We Need Your Help with a Marketing Question About a Call to Action

We need your help.  What would a Call to Action from High Probability Selling (HPS) look like and feel like?  We want to hear your thoughts, and even more importantly, we want to know how you feel.

Marketing experts tell us that every “pitch” should contain a clear Call to Action, something that we want the reader or listener to do.  But they live in a persuasive world, where marketing and selling is all about pushing or nudging or influencing people into buying something.  High Probability Selling is not in that world at all.

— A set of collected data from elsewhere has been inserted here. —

//! Result and error types for smokecheck.
//!
//! Only two categories are meant to reach a test author: malformed queries
//! (a programming error in a page object) and timeouts from must-succeed
//! waits. Everything else is absorbed into result values by the layer that
//! observes it.

use thiserror::Error;

/// Result type for smokecheck operations
pub type SmokeResult<T> = Result<T, SmokeError>;

/// Errors that can occur in smokecheck
#[derive(Debug, Error)]
pub enum SmokeError {
    /// The element query cannot be evaluated as written
    #[error("Malformed query '{query}': {reason}")]
    MalformedQuery {
        /// Query name
        query: String,
        /// What is wrong with it
        reason: String,
    },

    /// A must-succeed wait ran out of time
    #[error("Timed out after {ms}ms waiting for {condition}")]
    Timeout {
        /// Description of the awaited condition
        condition: String,
        /// Timeout in milliseconds
        ms: u64,
    },

    /// An action targeted an element that could not be resolved
    #[error("Element not found: {query}")]
    ElementNotFound {
        /// Query name
        query: String,
    },

    /// The embedded document refused access (cross-origin, sandboxed)
    #[error("Frame unreachable: {reason}")]
    FrameUnreachable {
        /// Reason reported by the driver
        reason: String,
    },

    /// The frame element or its document went away during the lookup
    #[error("Frame detached")]
    FrameDetached,

    /// The driver cannot perform this operation
    #[error("Unsupported operation: {operation}")]
    Unsupported {
        /// Operation name
        operation: String,
    },

    /// The engine rejected a selector
    #[error("Invalid selector '{selector}': {message}")]
    InvalidSelector {
        /// Selector text
        selector: String,
        /// Engine message
        message: String,
    },

    /// In-page script evaluation failed
    #[error("Script error: {message}")]
    ScriptError {
        /// Error message
        message: String,
    },

    /// Navigation error
    #[error("Navigation to {url} failed: {message}")]
    NavigationError {
        /// URL that failed
        url: String,
        /// Error message
        message: String,
    },

    /// Screenshot error
    #[error("Screenshot failed: {message}")]
    ScreenshotError {
        /// Error message
        message: String,
    },

    /// Browser launch error
    #[error("Failed to launch browser: {message}")]
    BrowserLaunchError {
        /// Error message
        message: String,
    },

    /// Invalid configuration
    #[error("Configuration error: {message}")]
    ConfigError {
        /// Error message
        message: String,
    },

    /// I/O error
    #[error("I/O error: {0}")]
    Io(#[from] std::io::Error),

    /// JSON error
    #[error("JSON error: {0}")]
    Json(#[from] serde_json::Error),

    /// YAML error
    #[error("YAML error: {0}")]
    Yaml(#[from] serde_yaml_ng::Error),
}

impl SmokeError {
    /// Shorthand for a [`SmokeError::MalformedQuery`]
    pub fn malformed(query: impl Into<String>, reason: impl Into<String>) -> Self {
        Self::MalformedQuery {
            query: query.into(),
            reason: reason.into(),
        }
    }

    /// Whether this error is a programming error that must propagate
    #[must_use]
    pub const fn is_malformed(&self) -> bool {
        matches!(self, Self::MalformedQuery { .. })
    }

    /// Whether this error describes a frame that cannot be entered
    #[must_use]
    pub const fn is_frame_failure(&self) -> bool {
        matches!(
            self,
            Self::FrameUnreachable { .. } | Self::FrameDetached | Self::Unsupported { .. }
        )
    }
}

#[cfg(test)]
#[allow(clippy::unwrap_used)]
mod tests {
    use super::*;

    #[test]
    fn test_error_display() {
        let err = SmokeError::malformed("login_button", "no strategies");
        assert_eq!(
            err.to_string(),
            "Malformed query 'login_button': no strategies"
        );

        let err = SmokeError::Timeout {
            condition: "header visible".into(),
            ms: 30_000,
        };
        assert!(err.to_string().contains("30000ms"));
        assert!(err.to_string().contains("header visible"));
    }

    #[test]
    fn test_classification() {
        assert!(SmokeError::malformed("q", "r").is_malformed());
        assert!(!SmokeError::FrameDetached.is_malformed());
        assert!(SmokeError::FrameDetached.is_frame_failure());
        assert!(SmokeError::FrameUnreachable {
            reason: "cross-origin".into()
        }
        .is_frame_failure());
        assert!(SmokeError::Unsupported {
            operation: "direct frame".into()
        }
        .is_frame_failure());
        assert!(!SmokeError::ScriptError {
            message: "x".into()
        }
        .is_frame_failure());
    }

    #[test]
    fn test_from_io() {
        let io = std::io::Error::new(std::io::ErrorKind::NotFound, "gone");
        let err: SmokeError = io.into();
        assert!(matches!(err, SmokeError::Io(_)));
    }
}
//! Steps over the login modal, including the captcha frame.

use serde::Serialize;
use std::time::Duration;
use tracing::{info, warn};

use crate::pages::{LoginPage, MainPage, SOCIAL_PROVIDERS};
use crate::result::SmokeResult;
use crate::session::Session;
use crate::verify::{EvidencePolicy, Expectations, Verification, VerificationSet};
use crate::wait::{Fallback, Signal, WaitOutcome, WaitSpec};

/// Nested icons get a shorter budget than their buttons
const ICON_TIMEOUT: Duration = Duration::from_millis(2000);

/// Title, labels and inputs of the login form
#[derive(Debug, Clone, PartialEq, Eq, Serialize)]
pub struct LoginFormFields {
    /// "Вход", "Email" and "Пароль"
    pub labels: VerificationSet,
    /// Email input, with enablement
    pub email: Verification,
    /// Password input, with enablement
    pub password: Verification,
}

impl LoginFormFields {
    /// Labels visible and both inputs usable
    #[must_use]
    pub fn all_ok(&self) -> bool {
        self.labels.all_visible() && self.email.is_clickable() && self.password.is_clickable()
    }
}

/// Social sign-in block
#[derive(Debug, Clone, PartialEq, Eq, Serialize)]
pub struct SocialLoginResults {
    /// `div.socials-buttons`
    pub block: Verification,
    /// Invitation text
    pub text: Verification,
    /// Provider buttons
    pub buttons: VerificationSet,
    /// Provider icons; not checked for buttons that were not visible
    pub icons: VerificationSet,
}

impl SocialLoginResults {
    /// Everything visible, every button clickable
    #[must_use]
    pub fn all_ok(&self) -> bool {
        self.block.visible && self.text.visible && self.buttons.all_clickable() && self.icons.all_visible()
    }
}

/// Registration prompt
#[derive(Debug, Clone, PartialEq, Eq, Serialize)]
pub struct RegistrationResults {
    /// "Ещё нет аккаунта?"
    pub text: Verification,
    /// "Зарегистрируйтесь"
    pub link: Verification,
}

impl RegistrationResults {
    /// Text visible and link clickable
    #[must_use]
    pub fn all_ok(&self) -> bool {
        self.text.visible && self.link.is_clickable()
    }
}

/// Captcha widget
#[derive(Debug, Clone, PartialEq, Eq, Serialize)]
pub struct CaptchaResults {
    /// `smartCaptcha-container`
    pub container: Verification,
    /// Whether the iframe is attached
    pub iframe_attached: bool,
    /// Checkbox, title, description and links inside the frame
    pub parts: VerificationSet,
}

impl CaptchaResults {
    /// Whether the frame refused access to its document
    #[must_use]
    pub fn frame_unreachable(&self) -> bool {
        self.parts.iter().any(|p| p.frame_unreachable)
    }

    /// Container visible; in-frame parts visible unless the frame is closed
    #[must_use]
    pub fn all_ok(&self) -> bool {
        self.container.visible && self.parts.iter().all(|p| p.visible || p.frame_unreachable)
    }
}

/// Steps on the login modal
#[derive(Debug)]
pub struct LoginPageSteps<'a> {
    session: &'a Session,
    main: MainPage,
    login: LoginPage,
}

impl<'a> LoginPageSteps<'a> {
    /// Steps bound to a session
    #[must_use]
    pub fn new(session: &'a Session) -> Self {
        Self {
            session,
            main: MainPage::new(),
            login: LoginPage::new(),
        }
    }

    /// The login page object
    #[must_use]
    pub const fn page(&self) -> &LoginPage {
        &self.login
    }

    fn visible(&self) -> Expectations {
        Expectations::visible().with_timeout(self.session.timeouts().element())
    }

    fn clickable(&self) -> Expectations {
        Expectations::clickable().with_timeout(self.session.timeouts().element())
    }

    /// Header login button, visible and enabled
    pub async fn verify_login_button(&self) -> SmokeResult<Verification> {
        self.session
            .verifier()
            .verify(&self.main.login_button, &self.clickable())
            .await
    }

    /// Click the login button and wait for the modal, then for the email
    /// input, then for the password input. Proceeds even when none shows up.
    pub async fn click_login_button(&self) -> SmokeResult<WaitOutcome> {
        self.session.step("Click login button and wait for modal to appear");
        self.session.locator().click(&self.main.login_button).await?;

        let modal_timeout = self.session.timeouts().modal();
        let spec = WaitSpec::new(Signal::visible(self.login.modal.clone()), modal_timeout)
            .with_fallbacks([
                Fallback::with_timeout(Signal::visible(self.login.email_input.clone()), modal_timeout),
                Fallback::with_timeout(Signal::visible(self.login.password_input.clone()), modal_timeout),
            ])
            .with_poll_interval(self.session.timeouts().poll_interval());
        let outcome = self.session.waiter().wait(&spec).await?;
        if outcome.satisfied {
            info!(by = ?outcome.satisfied_by, "login modal opened");
        } else {
            warn!("login modal did not appear, continuing");
        }
        self.session.verifier().capture_page("login_modal_opened").await;
        Ok(outcome)
    }

    /// Modal container; `login_modal_not_visible` on failure
    pub async fn verify_login_window_displayed(&self) -> SmokeResult<Verification> {
        self.session
            .verifier()
            .verify(&self.login.modal, &self.visible())
            .await
    }

    /// Title, labels and inputs
    pub async fn verify_login_form_fields(&self) -> SmokeResult<LoginFormFields> {
        self.session.step("Verify login form fields");
        let verifier = self.session.verifier();
        let labels = verifier.verify_all(self.login.labels(), &self.visible()).await?;
        let inputs = self.clickable().with_evidence(EvidencePolicy::failures_only());
        let email = verifier.verify(&self.login.email_input, &inputs).await?;
        let password = verifier.verify(&self.login.password_input, &inputs).await?;
        Ok(LoginFormFields {
            labels,
            email,
            password,
        })
    }

    /// Submit button and forgot-password link
    pub async fn verify_login_form_buttons(&self) -> SmokeResult<VerificationSet> {
        self.session.step("Verify login form buttons");
        self.session
            .verifier()
            .verify_all(
                [&self.login.submit_button, &self.login.forgot_password_link],
                &self.clickable(),
            )
            .await
    }

    /// Social block, text, provider buttons and their icons
    pub async fn verify_social_login_options(&self) -> SmokeResult<SocialLoginResults> {
        self.session.step("Verify social login options are displayed");
        let verifier = self.session.verifier();
        let block = verifier.verify(&self.login.social_block, &self.visible()).await?;
        let text = verifier.verify(&self.login.social_text, &self.visible()).await?;

        let button_expectations = self.clickable().with_evidence(EvidencePolicy::failures_only());
        let icon_expectations = Expectations::visible()
            .with_timeout(ICON_TIMEOUT)
            .with_evidence(EvidencePolicy::failures_only());
        let mut buttons = Vec::with_capacity(SOCIAL_PROVIDERS.len());
        let mut icons = Vec::with_capacity(SOCIAL_PROVIDERS.len());
        for (button, icon) in self.login.social_buttons.iter().zip(&self.login.social_icons) {
            let checked = verifier.verify(button, &button_expectations).await?;
            let icon_checked = if checked.visible {
                verifier.verify(icon, &icon_expectations).await?
            } else {
                Verification::absent(icon.name())
            };
            buttons.push(checked);
            icons.push(icon_checked);
        }
        Ok(SocialLoginResults {
            block,
            text,
            buttons: buttons.into_iter().collect(),
            icons: icons.into_iter().collect(),
        })
    }

    /// Registration text and link
    pub async fn verify_registration_link(&self) -> SmokeResult<RegistrationResults> {
        self.session.step("Verify registration link is displayed and clickable");
        let verifier = self.session.verifier();
        let text = verifier
            .verify(&self.login.registration_text, &self.visible())
            .await?;
        let link = verifier
            .verify(&self.login.registration_link, &self.clickable())
            .await?;
        Ok(RegistrationResults { text, link })
    }

    /// Captcha container, iframe and the parts inside the frame
    pub async fn verify_captcha(&self) -> SmokeResult<CaptchaResults> {
        self.session.step("Verify captcha container is displayed");
        let verifier = self.session.verifier();
        let container = verifier
            .verify(&self.login.captcha_container, &self.visible())
            .await?;
        let iframe_attached = self
            .session
            .locator()
            .observe(&self.login.captcha_iframe)
            .await?
            .exists();

        let parts = if container.visible && iframe_attached {
            let in_frame = Expectations::visible()
                .with_timeout(self.session.timeouts().frame_element())
                .with_evidence(EvidencePolicy::failures_only());
            verifier.verify_all(self.login.captcha_parts(), &in_frame).await?
        } else {
            self.login
                .captcha_parts()
                .into_iter()
                .map(|q| Verification::absent(q.name()))
                .collect()
        };
        let results = CaptchaResults {
            container,
            iframe_attached,
            parts,
        };
        if results.frame_unreachable() {
            warn!("captcha frame is not reachable, in-frame parts not verified");
        }
        Ok(results)
    }
}

#[cfg(test)]
#[allow(clippy::unwrap_used)]
mod tests {
    use super::*;
    use crate::config::SuiteConfig;
    use crate::mock::{FramePolicy, MockFrame, MockNode, MockPage};
    use crate::pages::HEADER_SELECTOR;
    use crate::reporter::EvidenceLog;
    use std::sync::Arc;

    const MODAL: &str = "div[class*=\"modal\"]";

    fn modal(policy: FramePolicy) -> MockNode {
        let socials = SOCIAL_PROVIDERS.iter().map(|p| {
            MockNode::button(p.button_label()).child(
                MockNode::new("img").selector(format!("img[alt*=\"{}\"]", p.name)),
            )
        });
        MockNode::new("div").selector(MODAL).hidden().children([
            MockNode::new("h2").text("Вход"),
            MockNode::new("label").text("Email"),
            MockNode::new("input").label("Email").selector("input[type=\"email\"]"),
            MockNode::new("label").text("Пароль"),
            MockNode::new("input").label("Пароль").selector("input[type=\"password\"]"),
            MockNode::button("Войти"),
            MockNode::link("Забыли пароль?", "/auth/forgot"),
            MockNode::new("span").text("Или войдите с помощью других сервисов"),
            MockNode::new("div").selector("div.socials-buttons").children(socials),
            MockNode::new("span").text("Ещё нет аккаунта?"),
            MockNode::link("Зарегистрируйтесь", "/auth/register"),
            MockNode::new("div").test_id("smartCaptcha-container").child(
                MockNode::new("iframe").frame(MockFrame::new(
                    policy,
                    vec![
                        MockNode::new("div").selector("div.CheckboxCaptcha-Checkbox"),
                        MockNode::new("span").selector("span#checkbox-label").text("Я не робот"),
                        MockNode::new("span")
                            .selector("span#checkbox-description")
                            .text("Нажмите, чтобы продолжить"),
                        MockNode::new("div").selector("div.CaptchaLinks-Links"),
                    ],
                )),
            ),
        ])
    }

    fn habr(policy: FramePolicy) -> MockPage {
        MockPage::new(vec![
            MockNode::new("div")
                .selector(HEADER_SELECTOR)
                .child(MockNode::button("Войти").toggles(MODAL)),
            modal(policy),
        ])
    }

    fn session(page: MockPage) -> (Arc<EvidenceLog>, Session) {
        let log = Arc::new(EvidenceLog::new());
        let session = Session::new(Arc::new(page), log.clone(), SuiteConfig::default());
        (log, session)
    }

    #[tokio::test(start_paused = true)]
    async fn test_login_flow_against_open_captcha() {
        let (log, session) = session(habr(FramePolicy::ContentDocumentOnly));
        let steps = LoginPageSteps::new(&session);

        assert!(steps.verify_login_button().await.unwrap().is_clickable());
        let opened = steps.click_login_button().await.unwrap();
        assert!(opened.satisfied);
        assert!(!opened.used_fallback());
        assert!(log.get("login_modal_opened").is_some());

        assert!(steps.verify_login_window_displayed().await.unwrap().visible);
        assert!(steps.verify_login_form_fields().await.unwrap().all_ok());
        assert!(steps.verify_login_form_buttons().await.unwrap().all_clickable());
        let social = steps.verify_social_login_options().await.unwrap();
        assert!(social.all_ok(), "{:?} {:?}", social.buttons.missing(), social.icons.missing());
        assert!(steps.verify_registration_link().await.unwrap().all_ok());

        let captcha = steps.verify_captcha().await.unwrap();
        assert!(captcha.iframe_attached);
        assert!(!captcha.frame_unreachable());
        assert!(captcha.parts.all_visible());
    }

    #[tokio::test(start_paused = true)]
    async fn test_cross_origin_captcha_is_not_a_failure() {
        let (_, session) = session(habr(FramePolicy::CrossOrigin));
        let steps = LoginPageSteps::new(&session);
        steps.click_login_button().await.unwrap();
        let captcha = steps.verify_captcha().await.unwrap();
        assert!(captcha.frame_unreachable());
        assert!(!captcha.parts.all_visible());
        assert!(captcha.all_ok());
    }

    #[tokio::test(start_paused = true)]
    async fn test_modal_never_opens() {
        let (log, session) = session(MockPage::new(vec![MockNode::new("div")
            .selector(HEADER_SELECTOR)
            .child(MockNode::button("Войти"))]));
        let steps = LoginPageSteps::new(&session);
        let start = tokio::time::Instant::now();
        let outcome = steps.click_login_button().await.unwrap();
        assert!(!outcome.satisfied);
        assert_eq!(outcome.attempts.len(), 3);
        // 10s primary, two fallbacks capped at 6s
        assert!(start.elapsed() >= Duration::from_millis(22_000));
        assert!(log.get("login_modal_opened").is_some());

        let captcha = steps.verify_captcha().await.unwrap();
        assert!(!captcha.container.visible);
        assert_eq!(captcha.parts.len(), 4);
        assert!(!captcha.all_ok());
    }
}
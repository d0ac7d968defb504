//! Smokecheck CLI Library
//!
//! Command-line interface running the habr.com smoke scenarios.

#![warn(missing_docs)]
#![warn(clippy::all)]
#![warn(clippy::pedantic)]
#![warn(clippy::nursery)]
#![allow(clippy::module_name_repetitions)]
#![allow(clippy::missing_errors_doc)] // Error types are self-documenting

mod commands;
mod config;
mod error;
mod output;
mod runner;

pub use commands::{Cli, ColorArg, Commands, RunArgs};
pub use config::{CliConfig, ColorChoice, Verbosity};
pub use error::{CliError, CliResult};
pub use output::ProgressReporter;
pub use runner::{RunSummary, Scenario, ScenarioRunner};
// ============================================================================
// Real CDP Implementation (when `browser` feature is enabled)
// ============================================================================

#[cfg(feature = "browser")]
#[allow(
    clippy::significant_drop_tightening,
    clippy::missing_errors_doc,
    clippy::cast_possible_truncation,
    clippy::cast_sign_loss
)]
mod cdp {
    use super::{Rect, Reply, Request};
    use crate::config::BrowserConfig;
    use crate::driver::{Context, ElementRef, ElementState, PageDriver, Screenshot};
    use crate::locator::Strategy;
    use crate::result::{SmokeError, SmokeResult};
    use crate::wait::LoadState;
    use async_trait::async_trait;
    use base64::Engine;
    use chromiumoxide::browser::{Browser as CdpBrowser, BrowserConfig as CdpConfig};
    use chromiumoxide::cdp::browser_protocol::dom::DescribeNodeParams;
    use chromiumoxide::cdp::browser_protocol::emulation::SetDeviceMetricsOverrideParams;
    use chromiumoxide::cdp::browser_protocol::page::{
        CaptureScreenshotFormat, CaptureScreenshotParams, CreateIsolatedWorldParams, Viewport,
    };
    use chromiumoxide::cdp::js_protocol::runtime::{
        EvaluateParams, ExecutionContextId, ReleaseObjectParams,
    };
    use chromiumoxide::page::Page as CdpPage;
    use futures::StreamExt;
    use std::time::Duration;
    use tokio::sync::Mutex;
    use tracing::{debug, info};

    /// Isolated world the interpreter runs in inside a frame
    const WORLD_NAME: &str = "smokecheck";

    /// Keeps cross-origin frames in the page's renderer so their CDP frame
    /// can be entered from the page session
    const SAME_PROCESS_FRAMES: [&str; 2] = [
        "--disable-site-isolation-trials",
        "--disable-features=IsolateOrigins,site-per-process",
    ];

    fn launch_error(e: impl ToString) -> SmokeError {
        SmokeError::BrowserLaunchError {
            message: e.to_string(),
        }
    }

    fn script_error(e: impl ToString) -> SmokeError {
        SmokeError::ScriptError {
            message: e.to_string(),
        }
    }

    fn screenshot_error(e: impl ToString) -> SmokeError {
        SmokeError::ScreenshotError {
            message: e.to_string(),
        }
    }

    /// [`PageDriver`] backed by a launched Chromium
    #[derive(Debug)]
    pub struct CdpDriver {
        page: Mutex<CdpPage>,
        browser: Mutex<CdpBrowser>,
        #[allow(dead_code)]
        handle: tokio::task::JoinHandle<()>,
        viewport: (u32, u32),
        slow_mo: Duration,
    }

    impl CdpDriver {
        /// Launch Chromium and open a blank page
        pub async fn launch(config: &BrowserConfig) -> SmokeResult<Self> {
            let mut builder = CdpConfig::builder()
                .window_size(config.viewport_width, config.viewport_height)
                .arg(format!("--lang={}", config.locale))
                .args(SAME_PROCESS_FRAMES);

            if !config.headless {
                builder = builder.with_head();
            }

            if !config.sandbox {
                builder = builder.no_sandbox();
            }

            if let Some(ref path) = config.chromium_path {
                builder = builder.chrome_executable(path);
            }

            let cdp_config = builder.build().map_err(launch_error)?;
            let (browser, mut handler) = CdpBrowser::launch(cdp_config).await.map_err(launch_error)?;

            let handle = tokio::spawn(async move {
                while let Some(h) = handler.next().await {
                    if h.is_err() {
                        break;
                    }
                }
            });

            let page = browser.new_page("about:blank").await.map_err(launch_error)?;
            page.execute(SetDeviceMetricsOverrideParams::new(
                i64::from(config.viewport_width),
                i64::from(config.viewport_height),
                1.0,
                false,
            ))
            .await
            .map_err(launch_error)?;

            info!(
                headless = config.headless,
                width = config.viewport_width,
                height = config.viewport_height,
                "chromium launched"
            );
            Ok(Self {
                page: Mutex::new(page),
                browser: Mutex::new(browser),
                handle,
                viewport: (config.viewport_width, config.viewport_height),
                slow_mo: config.slow_mo(),
            })
        }

        async fn call(&self, request: &Request<'_>) -> SmokeResult<serde_json::Value> {
            let expression = request.expression()?;
            let page = self.page.lock().await;
            let result = page.evaluate(expression).await.map_err(script_error)?;
            let reply: Reply = result.into_value().map_err(script_error)?;
            reply.into_result()
        }

        /// Run `request` inside the frame embedded by `owner`
        async fn call_direct(
            &self,
            owner: &ElementRef,
            request: &Request<'_>,
        ) -> SmokeResult<serde_json::Value> {
            let page = self.page.lock().await;
            let context_id = frame_context(&page, owner).await?;
            let params = EvaluateParams::builder()
                .expression(request.expression()?)
                .context_id(context_id)
                .return_by_value(true)
                .build()
                .map_err(script_error)?;
            let evaluated = page.execute(params).await.map_err(script_error)?.result;
            if let Some(details) = evaluated.exception_details {
                return Err(script_error(details.text));
            }
            let value = evaluated
                .result
                .value
                .ok_or_else(|| script_error("interpreter returned no value"))?;
            let reply: Reply = serde_json::from_value(value)?;
            reply.into_result()
        }

        /// Run an element request in the document the element lives in
        async fn call_for(
            &self,
            element: &ElementRef,
            request: impl Fn(&ElementRef) -> Request<'_>,
        ) -> SmokeResult<serde_json::Value> {
            match element.context.direct_owner() {
                Some(owner) => {
                    let local = element.in_own_document();
                    self.call_direct(owner, &request(&local)).await
                }
                None => self.call(&request(element)).await,
            }
        }

        async fn pause(&self) {
            if !self.slow_mo.is_zero() {
                tokio::time::sleep(self.slow_mo).await;
            }
        }

        async fn capture(&self, clip: Option<Viewport>) -> SmokeResult<Vec<u8>> {
            let mut params = CaptureScreenshotParams::builder().format(CaptureScreenshotFormat::Png);
            if let Some(clip) = clip {
                params = params.clip(clip).capture_beyond_viewport(true);
            }
            let page = self.page.lock().await;
            let screenshot = page.execute(params.build()).await.map_err(screenshot_error)?;
            base64::engine::general_purpose::STANDARD
                .decode(&screenshot.data)
                .map_err(screenshot_error)
        }
    }

    /// Execution context of a fresh isolated world in the frame `owner` embeds
    async fn frame_context(page: &CdpPage, owner: &ElementRef) -> SmokeResult<ExecutionContextId> {
        let params = EvaluateParams::builder()
            .expression(Request::FrameOwner { element: owner }.reference_expression()?)
            .return_by_value(false)
            .build()
            .map_err(script_error)?;
        let evaluated = page.execute(params).await.map_err(script_error)?.result;
        if let Some(details) = evaluated.exception_details {
            return Err(script_error(details.text));
        }
        let Some(object_id) = evaluated.result.object_id else {
            let failure = evaluated
                .result
                .value
                .as_ref()
                .and_then(serde_json::Value::as_str)
                .ok_or_else(|| script_error("frame owner lookup returned nothing"))?;
            let reply: Reply = serde_json::from_str(failure)?;
            return Err(reply
                .into_result()
                .err()
                .unwrap_or_else(|| script_error("frame owner is not an element")));
        };

        let described = page
            .execute(DescribeNodeParams::builder().object_id(object_id.clone()).build())
            .await;
        if let Err(e) = page.execute(ReleaseObjectParams::new(object_id)).await {
            debug!(error = %e, "releasing frame owner failed");
        }
        let frame_id = described
            .map_err(script_error)?
            .result
            .node
            .frame_id
            .ok_or(SmokeError::FrameDetached)?;

        let world = CreateIsolatedWorldParams::builder()
            .frame_id(frame_id)
            .world_name(WORLD_NAME)
            .build()
            .map_err(script_error)?;
        let created = page.execute(world).await.map_err(|e| SmokeError::Unsupported {
            operation: format!("direct frame access ({e})"),
        })?;
        Ok(created.result.execution_context_id)
    }

    #[async_trait]
    impl PageDriver for CdpDriver {
        async fn count(&self, context: &Context, strategy: &Strategy) -> SmokeResult<usize> {
            let value = match context.direct_owner() {
                Some(owner) => {
                    let request = Request::Count {
                        context: &Context::Page,
                        strategy,
                    };
                    self.call_direct(owner, &request).await?
                }
                None => self.call(&Request::Count { context, strategy }).await?,
            };
            Ok(serde_json::from_value(value)?)
        }

        async fn state(&self, element: &ElementRef) -> SmokeResult<Option<ElementState>> {
            match self.call_for(element, |element| Request::State { element }).await {
                Ok(value) => Ok(serde_json::from_value(value)?),
                Err(SmokeError::FrameDetached) => Ok(None),
                Err(e) => Err(e),
            }
        }

        async fn click(&self, element: &ElementRef) -> SmokeResult<()> {
            self.pause().await;
            debug!(element = %element, "click");
            self.call_for(element, |element| Request::Click { element })
                .await
                .map(drop)
        }

        async fn fill(&self, element: &ElementRef, text: &str) -> SmokeResult<()> {
            self.pause().await;
            debug!(element = %element, "fill");
            match element.context.direct_owner() {
                Some(owner) => {
                    let local = element.in_own_document();
                    let request = Request::Fill {
                        element: &local,
                        text,
                    };
                    self.call_direct(owner, &request).await.map(drop)
                }
                None => self.call(&Request::Fill { element, text }).await.map(drop),
            }
        }

        async fn screenshot(&self, element: Option<&ElementRef>) -> SmokeResult<Screenshot> {
            let Some(element) = element else {
                let data = self.capture(None).await?;
                return Ok(Screenshot::new(data, self.viewport.0, self.viewport.1));
            };
            let rect: Rect = match element.context.direct_owner() {
                Some(owner) => {
                    let local = element.in_own_document();
                    let inner: Rect = serde_json::from_value(
                        self.call_direct(owner, &Request::ViewportRect { element: &local })
                            .await?,
                    )?;
                    let origin: Rect = serde_json::from_value(
                        self.call(&Request::ContentOrigin { element: owner }).await?,
                    )?;
                    inner.offset_by(&origin)
                }
                None => serde_json::from_value(self.call(&Request::Rect { element }).await?)?,
            };
            if rect.is_empty() {
                return Err(screenshot_error(format!("element {element} has no area")));
            }
            let clip = Viewport::builder()
                .x(rect.x)
                .y(rect.y)
                .width(rect.width)
                .height(rect.height)
                .scale(1.0)
                .build()
                .map_err(screenshot_error)?;
            let data = self.capture(Some(clip)).await?;
            Ok(Screenshot::new(
                data,
                rect.width.ceil() as u32,
                rect.height.ceil() as u32,
            ))
        }

        async fn navigate(&self, url: &str) -> SmokeResult<()> {
            self.pause().await;
            let page = self.page.lock().await;
            page.goto(url)
                .await
                .map_err(|e| SmokeError::NavigationError {
                    url: url.to_string(),
                    message: e.to_string(),
                })?;
            info!(url, "navigated");
            Ok(())
        }

        async fn current_url(&self) -> SmokeResult<String> {
            let page = self.page.lock().await;
            Ok(page.url().await.map_err(script_error)?.unwrap_or_default())
        }

        async fn load_state_reached(&self, state: LoadState) -> SmokeResult<bool> {
            match state {
                LoadState::NetworkIdle => {
                    let value = self.call(&Request::network_idle()).await?;
                    Ok(value.as_bool().unwrap_or(false))
                }
                LoadState::DomContentLoaded | LoadState::Load => {
                    let value = self.call(&Request::ReadyState).await?;
                    let ready = value.as_str().unwrap_or_default();
                    Ok(match state {
                        LoadState::DomContentLoaded => ready == "interactive" || ready == "complete",
                        _ => ready == "complete",
                    })
                }
            }
        }

        async fn scroll_to_bottom(&self) -> SmokeResult<()> {
            self.call(&Request::ScrollBottom).await.map(drop)
        }

        async fn close(&self) -> SmokeResult<()> {
            let mut browser = self.browser.lock().await;
            browser.close().await.map_err(launch_error)?;
            info!("chromium closed");
            Ok(())
        }
    }
}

We don’t pitch.  Instead of trying to get someone to buy, HPS is about finding someone who wants to buy what we are selling, and then communicating with that person in a way that is completely consistent with this purpose.  So, what would a Call to Action look like in order to be compatible with High Probability Selling?

It can’t be pushy.  We’ve tried that.  Our website used to say “Get Started Now!” in big bold type on the home page.  It just didn’t feel right, and one of our readers pointed this out to us recently on Twitter.  So we changed it to something else.  We thought about it, and made a guess about what might work.

Our thinking went like this.  In the world of persuasion, a Call to Action is a push in a direction chosen by the seller.  In the world of HighProb, it’s replaced by a map, so that the potential buyer can make an informed decision.  People want to know what direction to go, but they don’t want to be pushed.  What we have now starts with “What’s next?  We offer the following suggestions”.  This is followed by our best guesses about what a reader might want.

High Probability Prospecting contains a good example of a High Probability version of a Call to Action.  Another Twitter friend pointed out that we are asking someone to make a decision (a type of action) when we are prospecting and we ask, “Is that something you want?”  When we do this, we make no attempt to steer the prospect toward a particular answer.  It’s a Call to Action without a direction.

We need to be creative.  High Probability Selling contradicts conventional wisdom about marketing and selling.  We want creative people to tell us what they think and feel.